Location20 Labouchere Road, South Perth WA 6151, Australia
Project TeamFinn Pedersen, Adrian Iredale, Martyn Hook, Jason Lenard, Caroline Di Costa, Rebecca Angus, Jemma Vandongen, Peter Wiess, Ross Brewin, Khairani Khalifah, Mary McAree, Nikki Ross, Johnny Belviso, Mike Moore, David Barr.
Structural ConsultantScott Smalley Partnership, Pritchard Francis.
Text description provided by the architects. Sumatran Orang-utans are critically endangered and are facing extinction in the wild within the next five to ten years. Perth Zoo is regarded as a world leader in captive breeding of the Sumatran Orang-utan with 26 Orang-utans born at the Zoo since 1970. In 1999 iph commenced designs for the new Orang-utan exhibit, prototyped, constructed and re-assessed the designs in conjunction with the Perth Zoo’s primate team. This project created a facility that provided a stimulating arboreal-like environment for our nearest biological relations and provided interpretation of their physiology, intelligence and habitat. It consists of an elevated boardwalk, exhibit furniture to 7 exhibits and renovations to the interior of an existing 1970s Night quarters building including the industrial design pneumatic access doors from the Night quarters to the exhibit habitats.

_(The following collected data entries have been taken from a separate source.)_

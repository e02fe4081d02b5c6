//! Publish workflow: load both evaluations, compare, promote, report
//!
//! ```text
//! Start -> EvaluationsLoaded -> NoProdBaseline   -> Promoted    -> Reported
//!                            -> BaselineCompared -> Promoted    -> Reported
//!                                                -> NotPromoted -> Reported
//! ```
//!
//! Every step appends a message to the report. A failing step ends the run
//! early; no failure escapes [`PromotionOrchestrator::run`].

use super::comparator::{compare, ComparisonOutcome};
use super::executor::{promote, PromotionError};
use crate::error::PipelineError;
use crate::evaluation::{find_latest_evaluation, LatestEvaluation};
use crate::naming::derive_model_name;
use crate::observability::{pipelines, PipelineMetrics, StructuredLogger};
use crate::settings::PipelineSettings;
use crate::store::{ArtifactHandle, ArtifactStore};
use serde::Serialize;
use std::sync::Arc;
use std::time::Instant;
use tracing::{debug, error};

/// Workflow states, in the order they were visited
#[derive(Debug, Clone, Copy, PartialEq, Eq, Serialize)]
#[serde(rename_all = "snake_case")]
pub enum PublishState {
    Start,
    EvaluationsLoaded,
    NoProdBaseline,
    BaselineCompared,
    Promoted,
    NotPromoted,
    Reported,
}

/// How a publish run ended
#[derive(Debug, Clone, Copy, PartialEq, Eq, Serialize)]
#[serde(rename_all = "snake_case")]
pub enum PublishOutcome {
    /// Staged model beat the comparison and was copied to production
    Promoted,
    /// No production baseline existed, staged model copied unconditionally
    Bootstrapped,
    /// Comparison rejected the staged model
    NotPromoted,
    /// Stage namespace holds no evaluation table
    NothingStaged,
    Failed,
}

impl PublishOutcome {
    pub fn as_str(&self) -> &'static str {
        match self {
            PublishOutcome::Promoted => "promoted",
            PublishOutcome::Bootstrapped => "bootstrapped",
            PublishOutcome::NotPromoted => "not_promoted",
            PublishOutcome::NothingStaged => "nothing_staged",
            PublishOutcome::Failed => "failed",
        }
    }
}

/// Category of a failed run, used for health reporting
#[derive(Debug, Clone, Copy, PartialEq, Eq, Serialize)]
#[serde(rename_all = "snake_case")]
pub enum PublishFault {
    Storage,
    MalformedTable,
    Naming,
    PartialPromotion,
}

/// Result of one publish run
#[derive(Debug, Clone, Serialize)]
pub struct PublishReport {
    pub messages: Vec<String>,
    pub outcome: PublishOutcome,
    pub promoted: bool,
    /// Production model considered live once the run finished
    pub live_model: Option<String>,
    pub states: Vec<PublishState>,
    #[serde(skip_serializing_if = "Option::is_none")]
    pub comparison: Option<ComparisonOutcome>,
    #[serde(skip_serializing_if = "Option::is_none")]
    pub fault: Option<PublishFault>,
}

/// Accumulates messages and visited states for one run
struct Run {
    messages: Vec<String>,
    states: Vec<PublishState>,
    comparison: Option<ComparisonOutcome>,
}

impl Run {
    fn new() -> Self {
        Self {
            messages: Vec::new(),
            states: vec![PublishState::Start],
            comparison: None,
        }
    }

    fn enter(&mut self, state: PublishState) {
        debug!(state = ?state, "Publish state transition");
        self.states.push(state);
    }

    fn say(&mut self, message: impl Into<String>) {
        self.messages.push(message.into());
    }

    fn finish(
        mut self,
        outcome: PublishOutcome,
        live_model: Option<String>,
        fault: Option<PublishFault>,
    ) -> PublishReport {
        self.enter(PublishState::Reported);
        let promoted = matches!(outcome, PublishOutcome::Promoted | PublishOutcome::Bootstrapped);
        PublishReport {
            messages: self.messages,
            outcome,
            promoted,
            live_model,
            states: self.states,
            comparison: self.comparison,
            fault,
        }
    }

    /// `live_model` is whatever production held before the failing step
    fn fail(mut self, message: String, fault: PublishFault, live_model: Option<String>) -> PublishReport {
        error!(fault = ?fault, "{}", message);
        self.say(message);
        self.finish(PublishOutcome::Failed, live_model, Some(fault))
    }
}

fn fault_of(err: &PipelineError) -> PublishFault {
    match err {
        PipelineError::MalformedTable { .. } => PublishFault::MalformedTable,
        PipelineError::Naming(_) => PublishFault::Naming,
        _ => PublishFault::Storage,
    }
}

/// Live production model implied by a production evaluation artifact
fn live_model_for(evaluation: &ArtifactHandle) -> Option<String> {
    derive_model_name(&evaluation.name).ok()
}

/// Runs the publish workflow against an injected store
#[derive(Clone)]
pub struct PromotionOrchestrator {
    store: Arc<dyn ArtifactStore>,
    settings: PipelineSettings,
    metrics: PipelineMetrics,
    logger: StructuredLogger,
}

impl PromotionOrchestrator {
    pub fn new(
        store: Arc<dyn ArtifactStore>,
        settings: PipelineSettings,
        metrics: PipelineMetrics,
        logger: StructuredLogger,
    ) -> Self {
        Self {
            store,
            settings,
            metrics,
            logger,
        }
    }

    /// Execute one publish run to completion
    pub async fn run(&self) -> PublishReport {
        let started = Instant::now();
        let report = self.execute().await;

        self.metrics
            .observe_run(pipelines::PUBLISH, report.outcome.as_str(), started.elapsed().as_secs_f64());
        match report.fault {
            Some(PublishFault::Storage) => self.metrics.inc_storage_errors(),
            Some(PublishFault::PartialPromotion) => {
                self.metrics.inc_storage_errors();
                self.metrics.inc_partial_promotions();
            }
            _ => {}
        }
        if report.promoted {
            self.metrics.inc_promotions();
        }
        if let Some(model) = &report.live_model {
            self.metrics.set_live_model(model);
        }
        self.logger
            .log_publish(report.outcome.as_str(), report.live_model.as_deref(), report.promoted);

        report
    }

    async fn execute(&self) -> PublishReport {
        let store = self.store.as_ref();
        let stage_prefix = self.settings.stage_prefix.as_str();
        let prod_prefix = self.settings.prod_prefix.as_str();
        let mut run = Run::new();

        // the two loads are independent; a failure in one is still reported
        // alongside the result of the other
        let prod = find_latest_evaluation(store, prod_prefix).await;
        let stage = find_latest_evaluation(store, stage_prefix).await;

        let mut load_fault = None;
        for (label, prefix, result) in [
            ("production", prod_prefix, &prod),
            ("stage", stage_prefix, &stage),
        ] {
            match result {
                Ok(Some(latest)) => run.say(format!(
                    "Loaded {label} model evaluation data from {}.",
                    latest.handle.name
                )),
                Ok(None) => {}
                Err(e) => {
                    run.say(format!(
                        "ERROR: Failed to load {label} model evaluation data from {prefix}. Details: {e}"
                    ));
                    load_fault.get_or_insert(fault_of(e));
                }
            }
        }

        let (prod, stage) = match (prod, stage) {
            (Ok(prod), Ok(stage)) => (prod, stage),
            (prod, _) => {
                let fault = load_fault.unwrap_or(PublishFault::Storage);
                error!(fault = ?fault, "Publish halted, evaluation data could not be loaded");
                let live = match prod {
                    Ok(Some(p)) => live_model_for(&p.handle),
                    _ => None,
                };
                return run.finish(PublishOutcome::Failed, live, Some(fault));
            }
        };
        run.enter(PublishState::EvaluationsLoaded);

        let Some(stage) = stage else {
            run.say(format!(
                "No stage model evaluation data found in {stage_prefix}. Nothing to publish."
            ));
            let live = prod.as_ref().and_then(|p| live_model_for(&p.handle));
            return run.finish(PublishOutcome::NothingStaged, live, None);
        };

        // a header-only production table carries no baseline
        let prod = prod.filter(|p| !p.table.is_empty());
        let prior_live = prod.as_ref().and_then(|p| live_model_for(&p.handle));

        let outcome = match prod {
            None => {
                run.enter(PublishState::NoProdBaseline);
                run.say(format!(
                    "No production model evaluation data found. Promoting stage model evaluated in {} to production.",
                    stage.handle.name
                ));
                PublishOutcome::Bootstrapped
            }
            Some(prod) => {
                run.enter(PublishState::BaselineCompared);
                let comparison = match compare(&prod.table, &stage.table, &self.settings.comparison_metrics) {
                    Ok(comparison) => comparison,
                    Err(e) => {
                        let fault = fault_of(&e);
                        return run.fail(
                            format!("ERROR: Failed to compare model performances. Details: {e}"),
                            fault,
                            prior_live,
                        );
                    }
                };
                run.say(comparison.message.clone());
                let promote_staged = comparison.promote;
                run.comparison = Some(comparison);

                if !promote_staged {
                    run.enter(PublishState::NotPromoted);
                    let live = live_model_for(&prod.handle);
                    run.say(match &live {
                        Some(model) => format!("Stage model not promoted. Production model {model} remains live."),
                        None => "Stage model not promoted. Production model is unchanged.".to_string(),
                    });
                    return run.finish(PublishOutcome::NotPromoted, live, None);
                }
                PublishOutcome::Promoted
            }
        };

        self.promote_staged(run, &stage, outcome, prior_live).await
    }

    async fn promote_staged(
        &self,
        mut run: Run,
        stage: &LatestEvaluation,
        outcome: PublishOutcome,
        prior_live: Option<String>,
    ) -> PublishReport {
        match promote(
            self.store.as_ref(),
            &self.settings.stage_prefix,
            &stage.handle,
            &self.settings.prod_prefix,
        )
        .await
        {
            Ok(receipt) => {
                run.enter(PublishState::Promoted);
                run.say(receipt.message);
                run.say(format!("Model published to production: {}", receipt.production_model));
                run.finish(outcome, Some(receipt.production_model), None)
            }
            Err(e) => {
                let fault = match &e {
                    PromotionError::Naming(_) => PublishFault::Naming,
                    e if e.is_partial() => PublishFault::PartialPromotion,
                    _ => PublishFault::Storage,
                };
                // prod evaluation is copied last, so the prior model stays live
                run.fail(format!("ERROR: {e}"), fault, prior_live)
            }
        }
    }
}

Orang-utans are highly intelligent, tree dwelling great apes and are one of our closest biological relatives. They have the intelligence of a 6 year old child, and are very inquisitive, so creating a stimulating home for them is of critical importance. The last Orangutan released into the new exhibit last year was Hsing Hsing, the old male of the colony who has type-2 diabetes. After living in the exhibit for some weeks he became more active and his disease improved considerably. The last stage of the redevelopment involved creating a raised boardwalk that brings the visitors and Orang-utans closer together allowing visitors to experience the “immersion effect” of viewing the orang-utans within their colony.
The climbing apparatus is in effect a “tuneable” concrete and steel forest that can be adapted to the needs of a growing Orang-utan. One real tree is used for pre-release training has controlled access. Steel mast poles support adjustable branches and rope “vines” and sway in a similar manner to small trees while the 12m tall concrete pole supports nesting platforms and shading devices from recycled jarrah joists. The re-cycled concrete power poles act as “tree trunks” and were donated by the local power company.
The nesting platforms are critical as orang-utans build nests in their natural habitat and need to be able to do the same at their home at the Perth Zoo. The nesting platforms also support drinking points and water canons that the orang-utans can spray each other with as a behavioural enrichment activity. The bases of the poles support cordial and jam dip tubes providing further stimulation for the orang-utans as they make tools to remove the food from the tubes. Other works included the industrial design of a system of Pneumatic sliding doors that can close in 3 seconds but not injure an Orang-utan or be defeated by the animals who are 6 to 10 times stronger than an adult human. The boardwalk is fabricated from galvanised structural steel, with Modwood decking and bamboo and rope balusters.
The Perth Zoo aims to provide visitors with the opportunity to encounter the natural world and to become involved in conservation action. Their vision is for a world where diversity of species and habitats is secure. Their purpose as an organisation is to inspire and act for wildlife conservation.
This project was executed under these strong values of habitat and biodiversity conservation that informed all aspects of the design, from the detailed industrial design and performance of the animal habitats to the longevity and maintenance costs of the facility were considered. Most importantly was the need to communicate the message of conservation to visitors to the exhibit.
This was done by allowing the Orang-utans to interact with the exhibit furniture in arboreal manner- allowing visitors to see these magnificent primates moving and interacting as a social colony. The message of conservation is demonstrated to visitors in the interpretation and by the curiously designed apparatus that suggests other ways of looking at the environment.
The re-fitting and re-use of the existing 1970s building allowed for both a sustainable and cost effective solution to minimise health risks in the preparation of food, to allow for collection, storage and distribution of browse feed and behavioral enrichment and to maximise the longevity of the facility and its equipment.
All steel is galvanised, main poles are from recycled pre-stressed reinforced concrete donated power poles, timber within the exhibit is from recycled jarrah, ropes are from decommissioned naval vessels and the boardwalk decking is from recycled plastic. No rainforest products are used in the exhibit- and indirect environmental impact of all products and systems was considered by the project team. The equipment assembly is bolted together allowing for ease of adaptation – in fact the poles and furniture has been changed and adapted over the years.